If you want to contribute to this project, you are more then welcome to do so. Please read the contribution guidlines before submitting new issues or pull requests.

Profiling with JMC

JMC is a tool to analyze metric recordings with the Java Flight Recorder (JFR). JFR is a very lightweight way to collect low level and detailed runtime information built into the Oracle JDK. The application (JAR) must therefore be run with an Oracle JVM. You can download it (Java SE JDK 11) from their website. A Oracle account is required (free).

To profile the application, build the DISTOD assembly with sbt assembly and run it with an Oracle JVM using the following parameters:

oracle-java -XX:+FlightRecorder -XX:StartFlightRecording=maxage=5m,filename=distod-1.jfr,dumponexit=true -Dcom.sun.management.jmxremote.autodiscovery=true -jar distod.jar

If you use a JDK older then version 11, you also have to enable the commercial features with the flag -XX:+UnlockCommercialFeatures before the other options are available.

You can adjust the filename of the results in the parameters. Afterwards the profiling results can be examined using the JDK Mission Control (JMC). You can download it from this site.

Profiling with VisualVM

Start a longer running job with DISTOD, then open VisualVM and connect to the running VM. You can profile the process using the sample tab ("CPU"). Stop it at any time to inspect the results without them changing constantly.

If you want to monitor a remote process, you can start the following daemon for VisualVM to connect to:

jstatd -J-Djava.security.policy=jstatd.all.policy

An example jstatd.all.policy-file can be found in the deployment folder.

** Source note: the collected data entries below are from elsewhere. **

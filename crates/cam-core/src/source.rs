//! The `FrameSource` capability trait and its factory plumbing.
//!
//! One [`FrameSource`] abstracts one physical camera. Vendor SDKs are not
//! safely shareable across threads, so every source is owned exclusively by
//! its camera's acquisition worker and driven from a single dedicated
//! blocking thread; the trait is therefore synchronous (`poll` blocks on
//! the hardware) and only requires `Send` for the initial handoff into
//! that thread.
//!
//! # Lifecycle
//!
//! ```text
//! Closed → Opened → Armed → Running → Stopping → Opened   (re-arm loop)
//!    ▲                                              │
//!    └──────────────── close() ◄────────────────────┘
//! ```
//!
//! Between `Armed` and `Running` sits the software-trigger wait: the
//! acquisition worker holds the source armed and only calls [`start`]
//! once the start trigger arrives, polling its control channel at
//! millisecond resolution. Hardware-triggered sources start immediately;
//! the electrical gate lives in the camera.
//!
//! [`start`]: FrameSource::start

use std::collections::HashMap;
use std::time::Duration;

use serde::{Deserialize, Serialize};

use crate::control::{ControlSpec, ControlValue};
use crate::data::Frame;
use crate::error::{CamError, CamResult};

/// What starts exposure on a camera.
#[derive(Debug, Clone, Copy, PartialEq, Eq, Default, Serialize, Deserialize)]
#[serde(rename_all = "snake_case")]
pub enum TriggerMode {
    /// Capture runs as soon as the source is started.
    FreeRun,
    /// Capture waits for the orchestrator's software trigger broadcast.
    #[default]
    Software,
    /// Capture is gated by an external electrical signal; the pipeline
    /// starts the source immediately and the camera waits on the wire.
    Hardware,
}

/// Lifecycle state of a frame source.
#[derive(Debug, Clone, Copy, PartialEq, Eq, Default)]
pub enum SourceState {
    #[default]
    Closed,
    Opened,
    Armed,
    Running,
    Stopping,
}

impl std::fmt::Display for SourceState {
    fn fmt(&self, f: &mut std::fmt::Formatter<'_>) -> std::fmt::Result {
        let label = match self {
            SourceState::Closed => "closed",
            SourceState::Opened => "opened",
            SourceState::Armed => "armed",
            SourceState::Running => "running",
            SourceState::Stopping => "stopping",
        };
        write!(f, "{label}")
    }
}

/// Frame geometry and clock properties reported by [`FrameSource::open`].
#[derive(Debug, Clone)]
pub struct SourceInfo {
    /// Camera identity used in logs and file names.
    pub name: String,
    pub width: u32,
    pub height: u32,
    pub channels: u32,
    pub bit_depth: u32,

    /// Fixed-point scale of the device clock, if any. Some device families
    /// report timestamps in ticks that must be divided (observed: by 10000)
    /// to obtain seconds. This is a collaborator-declared property; the
    /// acquisition worker applies it before frames leave the camera thread.
    pub timestamp_divisor: Option<f64>,
}

impl SourceInfo {
    /// Convert a raw device timestamp to seconds.
    pub fn scale_timestamp(&self, raw: f64) -> f64 {
        match self.timestamp_divisor {
            Some(divisor) if divisor != 0.0 => raw / divisor,
            _ => raw,
        }
    }
}

/// Capability trait over one physical camera.
///
/// # Contract
///
/// - [`open`] configures binning/exposure/gain/ROI/trigger mode and reports
///   the frame geometry. Fails with [`CamError::Device`] when the hardware
///   is unreachable or a parameter is rejected.
/// - [`arm`] allocates capture buffers and readies the device for
///   triggered or free-run acquisition.
/// - [`start`] begins capture; a no-op when already running.
/// - [`poll`] blocks until the next frame or the timeout. `Ok(None)` is a
///   timeout — expected and retryable. [`CamError::Fault`] is a driver
///   fault and must be distinguishable from a timeout.
/// - [`stop`] halts capture and drains in-flight buffers. Backends that
///   must wait for outstanding buffer completions do so here, before
///   `close` releases the handle.
/// - [`close`] releases the driver handle; idempotent.
///
/// A source may deliver the same `frame_number` twice when its capture
/// buffer has not refreshed between polls; consumers treat the repeat as
/// already seen.
///
/// [`open`]: FrameSource::open
/// [`arm`]: FrameSource::arm
/// [`start`]: FrameSource::start
/// [`poll`]: FrameSource::poll
/// [`stop`]: FrameSource::stop
/// [`close`]: FrameSource::close
pub trait FrameSource: Send {
    fn open(&mut self) -> CamResult<SourceInfo>;

    fn arm(&mut self) -> CamResult<()>;

    fn start(&mut self) -> CamResult<()>;

    fn poll(&mut self, timeout: Duration) -> CamResult<Option<Frame>>;

    fn stop(&mut self) -> CamResult<()>;

    fn close(&mut self) -> CamResult<()>;

    fn state(&self) -> SourceState;

    /// Controls this source declares for generic remote parameter updates.
    ///
    /// The returned specs carry dtype and min/max bounds; values are
    /// validated against them before [`set_control`] is ever called.
    ///
    /// [`set_control`]: FrameSource::set_control
    fn control_specs(&self) -> Vec<ControlSpec> {
        Vec::new()
    }

    /// Apply an already-validated control value.
    fn set_control(&mut self, name: &str, _value: &ControlValue) -> CamResult<()> {
        Err(CamError::Control {
            name: name.to_string(),
            message: "source declares no controls".to_string(),
        })
    }
}

/// Factory for one driver type.
///
/// Factories are registered with a [`SourceRegistry`] at the composition
/// root; the orchestrator never names a concrete driver. Each factory
/// validates and consumes its own driver-specific `toml::Value` table.
pub trait SourceFactory: Send + Sync {
    /// Driver type string matched against `driver = "..."` in the config.
    fn driver_type(&self) -> &'static str;

    /// Validate a driver config table without building the source.
    fn validate(&self, config: &toml::Value) -> CamResult<()>;

    /// Build a source for the named camera.
    fn build(&self, camera: &str, config: toml::Value) -> CamResult<Box<dyn FrameSource>>;
}

/// Registry mapping driver type strings to factories.
///
/// Resolved once at startup into explicit per-camera sources; there is no
/// global mutable plugin list.
#[derive(Default)]
pub struct SourceRegistry {
    factories: HashMap<&'static str, Box<dyn SourceFactory>>,
}

impl SourceRegistry {
    pub fn new() -> Self {
        Self::default()
    }

    /// Register a factory. A later registration for the same driver type
    /// replaces the earlier one.
    pub fn register(&mut self, factory: Box<dyn SourceFactory>) {
        let driver_type = factory.driver_type();
        if self.factories.insert(driver_type, factory).is_some() {
            tracing::warn!(driver = driver_type, "replacing previously registered driver factory");
        }
    }

    pub fn driver_types(&self) -> Vec<&'static str> {
        let mut types: Vec<_> = self.factories.keys().copied().collect();
        types.sort_unstable();
        types
    }

    /// Validate a camera's driver table against its factory.
    pub fn validate(&self, driver: &str, config: &toml::Value) -> CamResult<()> {
        self.factories
            .get(driver)
            .ok_or_else(|| CamError::UnknownDriver(driver.to_string()))?
            .validate(config)
    }

    /// Build a source for the named camera.
    pub fn build(
        &self,
        driver: &str,
        camera: &str,
        config: toml::Value,
    ) -> CamResult<Box<dyn FrameSource>> {
        self.factories
            .get(driver)
            .ok_or_else(|| CamError::UnknownDriver(driver.to_string()))?
            .build(camera, config)
    }
}

#[cfg(test)]
mod tests {
    use super::*;

    #[test]
    fn timestamp_scaling_applies_declared_divisor() {
        let info = SourceInfo {
            name: "cam0".into(),
            width: 640,
            height: 480,
            channels: 1,
            bit_depth: 16,
            timestamp_divisor: Some(10000.0),
        };
        assert!((info.scale_timestamp(25000.0) - 2.5).abs() < f64::EPSILON);
    }

    #[test]
    fn timestamp_scaling_is_identity_without_divisor() {
        let info = SourceInfo {
            name: "cam0".into(),
            width: 640,
            height: 480,
            channels: 1,
            bit_depth: 8,
            timestamp_divisor: None,
        };
        assert!((info.scale_timestamp(1.5) - 1.5).abs() < f64::EPSILON);
    }

    #[test]
    fn registry_rejects_unknown_driver() {
        let registry = SourceRegistry::new();
        let err = registry
            .build("no_such_driver", "cam0", toml::Value::Table(Default::default()))
            .err()
            .unwrap();
        assert!(matches!(err, CamError::UnknownDriver(_)));
    }
}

If you want to use the sampler, you have to enable JMX as well. To do this, use the following options when starting the JVM and then connect to hostname:9010 using VisualVM:

  • -Dcom.sun.management.jmxremote: enables JMX
  • -Dcom.sun.management.jmxremote.authenticate=false, -Dcom.sun.management.jmxremote.ssl=false: disables authentication (dangerous!)
  • -Dcom.sun.management.jmxremote.port=9010, -Dcom.sun.management.jmxremote.rmi.port=9010: sets remote port
  • -Djava.rmi.server.hostname="$(hostname)": sets remote host to bind to

Example call:

java -Xms2g -Xmx2g -XX:+UseG1GC  \
  -Dcom.sun.management.jmxremote -Dcom.sun.management.jmxremote.authenticate=false -Dcom.sun.management.jmxremote.ssl=false \
  -Dcom.sun.management.jmxremote.port=9010 -Dcom.sun.management.jmxremote.rmi.port=9010 -Djava.rmi.server.hostname="$(hostname)" \
  -Dconfig.file="distod.conf" \
  -Dlogback.configurationFile=logback.xml \
  -Dfile.encoding=UTF-8 \
  -jar distod.jar

Useful commands

  • Supply program arguments to run-command in SBT shell:

    ; set javaOptions += "-Dconfig.file=path/to/config.conf"; run
    
  • Pin a process to a CPU core (or multiple). The CPU number starts with 1. This command only works on linux:

    taskset --cpu-list 1,2 <cmd>
  • Running the distributed version of FASTOD with Spark:

    • Admin must start spark on all nodes
    • Copy over dependencies (lib-folder), application (jar-file) on head node of cluster (odin01)
    • Convert dataset to json and make sure that only numerical values are used. You can substitute the hash of the original values with the scripts/to-json.py -s script.
    • Copy dataset to all nodes
    • Use spark-submit on head node to start algorithm
    spark-submit --jars libs/fastutil-6.1.0.jar,libs/lucene-core-4.5.1.jar --class FastODMain --master spark://odin01:7077 --executor-memory 10G --num-executors 2 --executor-cores 10 --total-executor-cores 20 distributed-fastod.jar file:${DATASET}" "${BATCHSIZE}"

    The total-executor-cores values is calculated based on the number of executors (nodes) and the number of processors (cores) that should be used by the executor.

References

  • [1] Szlichta, Jaroslaw, Parke Godfrey, Lukasz Golab, Mehdi Kargar, and Divesh Srivastava. “Effective and Complete Discovery of Bidirectional Order Dependencies via Set-Based Axioms.” The VLDB Journal 27, no. 4 (2018): 573–91. https://doi.org/10.1007/s00778-018-0510-0.
  • [2] Saxena, Hemant, Lukasz Golab, and Ihab F. Ilyas. “Distributed Implementations of Dependency Discovery Algorithms.” Proceedings of the VLDB Endowment 12, no. 11 (2019): 1624–36. https://doi.org/10.14778/3342263.3342638.